If a line of the data below holds the word "rusqlite", list it.

■ **DATASET RECORDS**
★ ★ ★ ★ ★ ★ ★

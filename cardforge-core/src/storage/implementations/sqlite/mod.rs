//! SQLite storage backend
//!
//! Provides `SqliteStore` - a shared SQLite connection wrapper that
//! implements every storage trait.
//!
//! All trait implementations are in submodules:
//! - `asset` - AssetStore impl
//! - `binding` - BindingStore impl
//! - `card` - CardStore impl
//! - `version` - VersionStore impl

use anyhow::{Result, anyhow};
use rusqlite::Connection;
use std::path::Path;
use std::sync::{Arc, Mutex, MutexGuard};

use crate::storage::traits::{StorageTypes, Stores};

mod asset;
mod binding;
mod card;
mod version;

pub(crate) use asset::init_schema as init_asset_schema;
pub(crate) use binding::init_schema as init_binding_schema;
pub(crate) use card::init_schema as init_card_schema;
pub(crate) use version::init_schema as init_version_schema;

/// Shared SQLite connection
///
/// Create one store and share it via `Arc` across everything that needs
/// database access.
pub struct SqliteStore {
    conn: Arc<Mutex<Connection>>,
}

impl SqliteStore {
    /// Open or create a SQLite database at the given path
    pub fn open(path: impl AsRef<Path>) -> Result<Self> {
        let conn = Connection::open(&path)?;
        let store = Self {
            conn: Arc::new(Mutex::new(conn)),
        };
        store.init_schema()?;
        Ok(store)
    }

    /// Create an in-memory SQLite database (useful for testing)
    pub fn in_memory() -> Result<Self> {
        let conn = Connection::open_in_memory()?;
        let store = Self {
            conn: Arc::new(Mutex::new(conn)),
        };
        store.init_schema()?;
        Ok(store)
    }

    /// Lock the connection for a trait implementation
    pub(crate) fn conn(&self) -> Result<MutexGuard<'_, Connection>> {
        self.conn
            .lock()
            .map_err(|_| anyhow!("sqlite connection lock poisoned"))
    }

    fn init_schema(&self) -> Result<()> {
        let conn = self.conn()?;
        init_card_schema(&conn)?;
        init_asset_schema(&conn)?;
        init_binding_schema(&conn)?;
        init_version_schema(&conn)?;
        Ok(())
    }
}

/// Storage configuration where every store is the one `SqliteStore`
pub struct SqliteStorage;

impl StorageTypes for SqliteStorage {
    type Card = SqliteStore;
    type Asset = SqliteStore;
    type Binding = SqliteStore;
    type Version = SqliteStore;
}

/// Hands out the shared `SqliteStore` for every store accessor
#[derive(Clone)]
pub struct SqliteStores {
    sqlite: Arc<SqliteStore>,
}

impl SqliteStores {
    pub fn new(sqlite: Arc<SqliteStore>) -> Self {
        Self { sqlite }
    }
}

impl Stores<SqliteStorage> for SqliteStores {
    fn card(&self) -> Arc<SqliteStore> {
        self.sqlite.clone()
    }

    fn asset(&self) -> Arc<SqliteStore> {
        self.sqlite.clone()
    }

    fn binding(&self) -> Arc<SqliteStore> {
        self.sqlite.clone()
    }

    fn version(&self) -> Arc<SqliteStore> {
        self.sqlite.clone()
    }
}

/// Map a JSON decode failure inside a row mapper to a rusqlite error
pub(crate) fn json_column_error(index: usize, err: serde_json::Error) -> rusqlite::Error {
    rusqlite::Error::FromSqlConversionFailure(index, rusqlite::types::Type::Text, Box::new(err))
}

★ ★ ★ ★ ★ ★ ★

■ **YOUR RESPONSE**
use rusqlite::Connection;
/// Map a JSON decode failure inside a row mapper to a rusqlite error
pub(crate) fn json_column_error(index: usize, err: serde_json::Error) -> rusqlite::Error {
    rusqlite::Error::FromSqlConversionFailure(index, rusqlite::types::Type::Text, Box::new(err))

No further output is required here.